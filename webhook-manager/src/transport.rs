//! Test-send transports.
//!
//! A transport takes a [`TestRequest`] and reports what the endpoint
//! answered. Only a simulated transport ships; it never opens a socket.

use async_trait::async_trait;
use serde::{Deserialize, Serialize};
use std::time::{Duration, Instant};

use crate::error::{RegistryError, Result};
use crate::types::TestRequest;

/// Delay used by the simulated transport unless configured otherwise.
pub const DEFAULT_SIMULATED_DELAY: Duration = Duration::from_millis(1500);

/// What a transport observed for one delivery.
#[derive(Debug, Clone, Serialize, Deserialize)]
pub struct DeliveryReport {
    pub status_code: u16,
    pub latency_ms: u64,
    /// Human-readable lines describing the exchange.
    pub transcript: Vec<String>,
}

impl DeliveryReport {
    pub fn is_success(&self) -> bool {
        (200..300).contains(&self.status_code)
    }
}

/// Outcome fed into the registry's status transition.
#[derive(Debug, Clone, PartialEq, Eq, Serialize, Deserialize)]
#[serde(tag = "outcome", rename_all = "snake_case")]
pub enum TestOutcome {
    Delivered { status_code: u16 },
    Failed { reason: String },
}

impl TestOutcome {
    pub fn from_delivery(result: &Result<DeliveryReport>) -> Self {
        match result {
            Ok(report) if report.is_success() => Self::Delivered {
                status_code: report.status_code,
            },
            Ok(report) => Self::Failed {
                reason: format!("endpoint returned HTTP {}", report.status_code),
            },
            Err(e) => Self::Failed {
                reason: e.to_string(),
            },
        }
    }

    pub fn is_success(&self) -> bool {
        matches!(self, Self::Delivered { .. })
    }
}

#[async_trait]
pub trait Transport: Send + Sync {
    /// Deliver the test payload. `Err` means the request never completed.
    async fn deliver(&self, request: &TestRequest) -> Result<DeliveryReport>;
}

/// Opening lines of a test transcript, written before delivery starts.
pub fn describe_request(request: &TestRequest) -> Vec<String> {
    let payload = serde_json::to_string_pretty(&request.payload).unwrap_or_default();
    vec![
        "Testing webhook...".to_string(),
        format!("Sending test payload to: {}", request.url),
        format!("Payload: {payload}"),
        String::new(),
        "Note: this is a simulated test; no request leaves this process.".to_string(),
        "A real transport would:".to_string(),
        "1. Send a POST request to the webhook URL".to_string(),
        "2. Include the test payload as JSON".to_string(),
        "3. Report the response status and any errors".to_string(),
    ]
}

/// Waits a fixed delay, then answers with a fixed status code.
#[derive(Debug, Clone)]
pub struct SimulatedTransport {
    delay: Duration,
    status_code: u16,
}

impl SimulatedTransport {
    pub fn new(delay: Duration) -> Self {
        Self {
            delay,
            status_code: 200,
        }
    }

    pub fn with_status(mut self, status_code: u16) -> Self {
        self.status_code = status_code;
        self
    }
}

impl Default for SimulatedTransport {
    fn default() -> Self {
        Self::new(DEFAULT_SIMULATED_DELAY)
    }
}

#[async_trait]
impl Transport for SimulatedTransport {
    async fn deliver(&self, request: &TestRequest) -> Result<DeliveryReport> {
        if request.url.trim().is_empty() {
            return Err(RegistryError::Transport("webhook has no URL".into()));
        }

        let start = Instant::now();
        tokio::time::sleep(self.delay).await;

        let mut transcript = vec![format!(
            "Simulated Response: {} {}",
            self.status_code,
            reason_phrase(self.status_code)
        )];
        if (200..300).contains(&self.status_code) {
            transcript.push("Test completed successfully!".to_string());
        } else {
            transcript.push("Test failed.".to_string());
        }

        tracing::debug!(
            webhook_id = %request.webhook_id,
            status = self.status_code,
            "simulated delivery finished"
        );

        Ok(DeliveryReport {
            status_code: self.status_code,
            latency_ms: start.elapsed().as_millis() as u64,
            transcript,
        })
    }
}

fn reason_phrase(status_code: u16) -> &'static str {
    match status_code {
        200 => "OK",
        201 => "Created",
        202 => "Accepted",
        204 => "No Content",
        400 => "Bad Request",
        401 => "Unauthorized",
        404 => "Not Found",
        500 => "Internal Server Error",
        502 => "Bad Gateway",
        503 => "Service Unavailable",
        _ => "",
    }
}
—————
Prompt: Copy whichever lines above contain the string "impl".

Written answer:
impl DeliveryReport {
impl TestOutcome {
impl SimulatedTransport {
impl Default for SimulatedTransport {
impl Transport for SimulatedTransport {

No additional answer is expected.